WORK INSTRUCTIONS: Restate each entry word for word, leaving nothing out.

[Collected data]
== Segment start ==
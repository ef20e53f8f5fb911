use log::{debug, trace};
use std::fs;
use std::path::Path;

use crate::error::MountainError;
use crate::grid::{Mountain, ThroughputMatrix};
use crate::size::WorkingSetSize;
use crate::stride::StrideSequence;
use crate::Result;

/// # File reader
/// Reads the whole file at `path` and parses it with [`parse`].
///
/// * `path` - Location of the benchmark output
/// * `strides` - Strides the benchmark was run with, one per throughput column
pub fn read<P: AsRef<Path>>(path: P, strides: &StrideSequence) -> Result<Mountain> {
    let path = path.as_ref();
    let text = fs::read_to_string(path).map_err(|source| MountainError::Io {
        path: path.to_path_buf(),
        source,
    })?;
    debug!("Read {} bytes from {}", text.len(), path.display());
    parse(&text, strides)
}

/// Parses benchmark output already held in memory.
///
/// The first line is a header and is skipped no matter what it contains. Blank lines are
/// ignored. Every other line must start with a working set size followed by exactly one
/// throughput value per stride.
pub fn parse(text: &str, strides: &StrideSequence) -> Result<Mountain> {
    let mut sizes = Vec::new();
    let mut rows = Vec::new();

    for (index, line) in text.lines().enumerate().skip(1) {
        let line_number = index + 1;
        let mut tokens = line.split_whitespace();
        let size_token = match tokens.next() {
            Some(token) => token,
            None => continue,
        };

        let size = size_token
            .parse::<WorkingSetSize>()
            .map_err(|_| MountainError::InvalidSize {
                line: line_number,
                token: size_token.to_string(),
            })?;

        let row = tokens
            .map(|token| parse_throughput(token, line_number))
            .collect::<Result<Vec<f64>>>()?;

        if row.len() != strides.len() {
            return Err(MountainError::RowLength {
                line: line_number,
                expected: strides.len(),
                found: row.len(),
            });
        }

        trace!("Line {line_number}: {size} -> {row:?}");
        sizes.push(size);
        rows.push(row);
    }

    if rows.is_empty() {
        return Err(MountainError::NoData);
    }
    debug!(
        "Parsed {} working set sizes with {} strides each",
        rows.len(),
        strides.len()
    );

    let matrix = ThroughputMatrix::from_rows(rows)?;
    Mountain::new(strides.clone(), sizes, matrix)
}

/// Throughput must be a plain, finite and non-negative decimal number
fn parse_throughput(token: &str, line: usize) -> Result<f64> {
    match token.parse::<f64>() {
        Ok(value) if value.is_finite() && value >= 0.0 => Ok(value),
        _ => Err(MountainError::InvalidThroughput {
            line,
            token: token.to_string(),
        }),
    }
}
use mountain::MountainError;
use thiserror::Error;

/// Everything that can make the executable fail
#[derive(Error, Debug)]
pub enum AppError {
    #[error(transparent)]
    Mountain(#[from] MountainError),

    #[cfg_attr(not(feature = "window"), allow(dead_code))]
    #[error("Failed to open the plot window: {0}")]
    Window(String),

    #[cfg_attr(feature = "window", allow(dead_code))]
    #[error("Built without window support; rebuild with the `window` feature or pass --check")]
    WindowUnavailable,
}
== Segment end ==
RESULT OF THE EXERCISE:
repository ef20e53f8f5fb911
use log::{debug, trace};
use std::fs;
use std::path::Path;

use crate::error::MountainError;
use crate::grid::{Mountain, ThroughputMatrix};
use crate::size::WorkingSetSize;
use crate::stride::StrideSequence;
use crate::Result;

/// # File reader
/// Reads the whole file at `path` and parses it with [`parse`].
///
/// * `path` - Location of the benchmark output
/// * `strides` - Strides the benchmark was run with, one per throughput column
pub fn read<P: AsRef<Path>>(path: P, strides: &StrideSequence) -> Result<Mountain> {
    let path = path.as_ref();
    let text = fs::read_to_string(path).map_err(|source| MountainError::Io {
        path: path.to_path_buf(),
        source,
    })?;
    debug!("Read {} bytes from {}", text.len(), path.display());
    parse(&text, strides)
}

/// Parses benchmark output already held in memory.
///
/// The first line is a header and is skipped no matter what it contains. Blank lines are
/// ignored. Every other line must start with a working set size followed by exactly one
/// throughput value per stride.
pub fn parse(text: &str, strides: &StrideSequence) -> Result<Mountain> {
    let mut sizes = Vec::new();
    let mut rows = Vec::new();

    for (index, line) in text.lines().enumerate().skip(1) {
        let line_number = index + 1;
        let mut tokens = line.split_whitespace();
        let size_token = match tokens.next() {
            Some(token) => token,
            None => continue,
        };

        let size = size_token
            .parse::<WorkingSetSize>()
            .map_err(|_| MountainError::InvalidSize {
                line: line_number,
                token: size_token.to_string(),
            })?;

        let row = tokens
            .map(|token| parse_throughput(token, line_number))
            .collect::<Result<Vec<f64>>>()?;

        if row.len() != strides.len() {
            return Err(MountainError::RowLength {
                line: line_number,
                expected: strides.len(),
                found: row.len(),
            });
        }

        trace!("Line {line_number}: {size} -> {row:?}");
        sizes.push(size);
        rows.push(row);
    }

    if rows.is_empty() {
        return Err(MountainError::NoData);
    }
    debug!(
        "Parsed {} working set sizes with {} strides each",
        rows.len(),
        strides.len()
    );

    let matrix = ThroughputMatrix::from_rows(rows)?;
    Mountain::new(strides.clone(), sizes, matrix)
}

/// Throughput must be a plain, finite and non-negative decimal number
fn parse_throughput(token: &str, line: usize) -> Result<f64> {
    match token.parse::<f64>() {
        Ok(value) if value.is_finite() && value >= 0.0 => Ok(value),
        _ => Err(MountainError::InvalidThroughput {
            line,
            token: token.to_string(),
        }),
    }
}
use mountain::MountainError;
use thiserror::Error;

/// Everything that can make the executable fail
#[derive(Error, Debug)]
pub enum AppError {
    #[error(transparent)]
    Mountain(#[from] MountainError),

    #[cfg_attr(not(feature = "window"), allow(dead_code))]
    #[error("Failed to open the plot window: {0}")]
    Window(String),

    #[cfg_attr(feature = "window", allow(dead_code))]
    #[error("Built without window support; rebuild with the `window` feature or pass --check")]
    WindowUnavailable,
}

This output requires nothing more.